While the aim and main benefits of these policies were to contain the spread of the disease and save lives, they also substantially disrupted people’s lives and affected the mental health of the population both directly and indirectly (Brooks et al., 2020; Di Gessa et al., 2023; Di Gessa & Zaninotto, 2023; Pfefferbaum & North, 2020; Price & Di Gessa, 2024; Wels et al., 2023). In particular, during the COVID-19 pandemic, concerns arose about the mental health of individuals living alone, whose in-person social interactions were drastically reduced (Rudert & Janke, 2023) and who were considered at a higher risk of experiencing mental health difficulties. Evidence suggests that those living alone were generally at a higher risk of poorer mental health than those living with others, especially those who were cohabiting with a partner (Ahmad et al., 2020; Kikuchi et al., 2022; McElroy et al., 2023; Nkire et al., 2021; Robb et al., 2020). It has been hypothesized that, during the COVID-19 pandemic, individuals living with their partner could, to some extent, compensate for the lack of social contacts outside the home (Hiekel & Kühn, 2022). Previous research has often found that being married or living with a partner was generally associated with better mental health and well-being (Carr & Springer, 2010; Umberson & Thomeer, 2020). However, studies increasingly call attention to the role that the quality of the relationship plays on health, with research conducted before the pandemic showing that it is those with higher marital relationship quality who report lower stress and depression levels (Holt-Lunstad et al., 2008; Miller et al., 2013; Robles et al., 2014; Teo et al., 2013). People’s relationships might have been directly affected by the COVID-19 pandemic and related policies (Stanley & Markman, 2020). Lockdown measures and restricted mobility increased time availability at home for family members and couples, resulting in the possibility of spending more time together and enjoying themselves in a domestic setting, but also in the risk of getting stuck in negative or conflictual interactions, as suggested by several reports of increased domestic violence around the world (Brink et al., 2021; Usher et al., 2020).

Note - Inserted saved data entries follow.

//! Simulation pass: advance every particle by one step.

use super::context::FrameContext;
use super::particle_buffers::{ChannelView, ParticleBuffers};
use super::program::{ProgramSource, ShaderProgram};
use crate::error::ShaderError;
use crate::particles::Channel;
use crate::shader::{SIMULATE_ENTRY, SIMULATE_SOURCE, WORKGROUP_SIZE};

/// Where the pass is within one encode.
#[derive(Debug, Clone, Copy, PartialEq, Eq)]
pub enum PassState {
    Idle,
    /// Pipeline and source inputs are bound.
    Bound,
    /// Destination outputs are bound and the dispatch has been recorded.
    FeedbackActive,
}

impl PassState {
    /// Successor in the cycle `Idle -> Bound -> FeedbackActive -> Idle`.
    pub fn next(self) -> Self {
        match self {
            PassState::Idle => PassState::Bound,
            PassState::Bound => PassState::FeedbackActive,
            PassState::FeedbackActive => PassState::Idle,
        }
    }

    /// Move to `to`, which must be the successor of `self`.
    fn advance(&mut self, to: PassState) {
        debug_assert_eq!(self.next(), to, "simulation pass cannot go from {:?} to {:?}", self, to);
        *self = to;
    }
}

/// Bind group indices used by the simulation kernel.
pub const INPUT_GROUP: u32 = 1;
pub const FEEDBACK_GROUP: u32 = 2;

pub struct SimulationPass {
    program: ShaderProgram,
    state: PassState,
}

impl SimulationPass {
    pub async fn new(device: &wgpu::Device, buffers: &ParticleBuffers) -> Result<Self, ShaderError> {
        let source = ProgramSource::compile("Simulate", SIMULATE_SOURCE)?;
        let program = ShaderProgram::compute(
            device,
            source,
            SIMULATE_ENTRY,
            &[buffers.input_layout(), buffers.feedback_layout()],
        )
        .await?;

        Ok(Self {
            program,
            state: PassState::Idle,
        })
    }

    pub fn program(&self) -> &ShaderProgram {
        &self.program
    }

    pub fn program_mut(&mut self) -> &mut ShaderProgram {
        &mut self.program
    }

    /// Record one simulation step and flip generations.
    ///
    /// Reads `ctx.generation().current()`, writes its destination, and leaves
    /// the destination current for the render pass that follows.
    pub fn encode(
        &mut self,
        ctx: &mut FrameContext,
        queue: &wgpu::Queue,
        buffers: &ParticleBuffers,
        encoder: &mut wgpu::CommandEncoder,
    ) {
        debug_assert_eq!(self.state, PassState::Idle);
        ctx.use_program(&mut self.program, queue);
        let Some(pipeline) = self.program.compute_pipeline() else {
            log::error!("{} is not a compute program; skipping step", self.program.label());
            return;
        };

        let source = ctx.generation().current();
        let destination = ctx.generation().destination();
        debug_assert!(Channel::ALL
            .iter()
            .filter_map(|channel| buffers.channel_buffer(source, *channel))
            .all(|buffer| ChannelView::Simulation.accepts(buffer)));

        {
            let mut pass = encoder.begin_compute_pass(&wgpu::ComputePassDescriptor {
                label: Some("Simulation Pass"),
                timestamp_writes: None,
            });

            pass.set_pipeline(pipeline);
            pass.set_bind_group(0, self.program.bind_group(), &[]);
            pass.set_bind_group(INPUT_GROUP, buffers.simulation_inputs(source), &[]);
            self.state.advance(PassState::Bound);

            pass.set_bind_group(FEEDBACK_GROUP, buffers.feedback(destination), &[]);
            let workgroups = (buffers.count() as u32).div_ceil(WORKGROUP_SIZE);
            pass.dispatch_workgroups(workgroups, 1, 1);
            self.state.advance(PassState::FeedbackActive);
        }

        self.state.advance(PassState::Idle);
        ctx.finish_simulation();
        log::trace!("simulated generation {} -> {}", source, destination);
    }
}

#[cfg(test)]
mod tests {
    use super::*;

    #[test]
    fn test_states_cycle() {
        let mut state = PassState::Idle;
        for expected in [PassState::Bound, PassState::FeedbackActive, PassState::Idle] {
            state.advance(expected);
            assert_eq!(state, expected);
        }
    }

    #[test]
    #[cfg(debug_assertions)]
    #[should_panic(expected = "cannot go from Idle to FeedbackActive")]
    fn test_skipping_bind_panics() {
        let mut state = PassState::Idle;
        state.advance(PassState::FeedbackActive);
    }
}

To date, few studies have investigated the role of partnership status and quality during the COVID-19 pandemic on mental health. The pandemic could exacerbate problems within couple relationships by amplifying pre-existing inter-partner conflict and reducing emotional support from friends and relatives under lockdown conditions. Existing studies that have examined couple relationships and mental health during the pandemic show that those with poorer quality relationships fare worse than couples with no conflicts and supportive partners (Ahmad et al., 2020; Nkire et al., 2021; Pieh et al., 2020; Robb et al., 2020; Sachser et al., 2021). For instance, a study during the early pandemic period (April 2020) in Austria showed that co-residing adults in a poor-quality relationship were more likely to report depression and anxiety than those in a good-quality relationship (Nkire et al., 2021). However, most of these studies were cross-sectional, making it difficult to disentangle the role of the pandemic and whether poorer mental health precedes or follows poorer quality relationships. Moreover, these studies often used non-representative convenience samples, with results that cannot be generalized. Finally, most studies have overlooked the quality of relationships among older people, who, especially during the early phases of the COVID-19 pandemic, were the primary targets of policy recommendations and were advised to stay indoors and limit their physical interactions with others. These policies might have forced many older couples to live in much closer and continual contact than in pre-pandemic times, exacerbating potential relational issues as well as influencing their mental health.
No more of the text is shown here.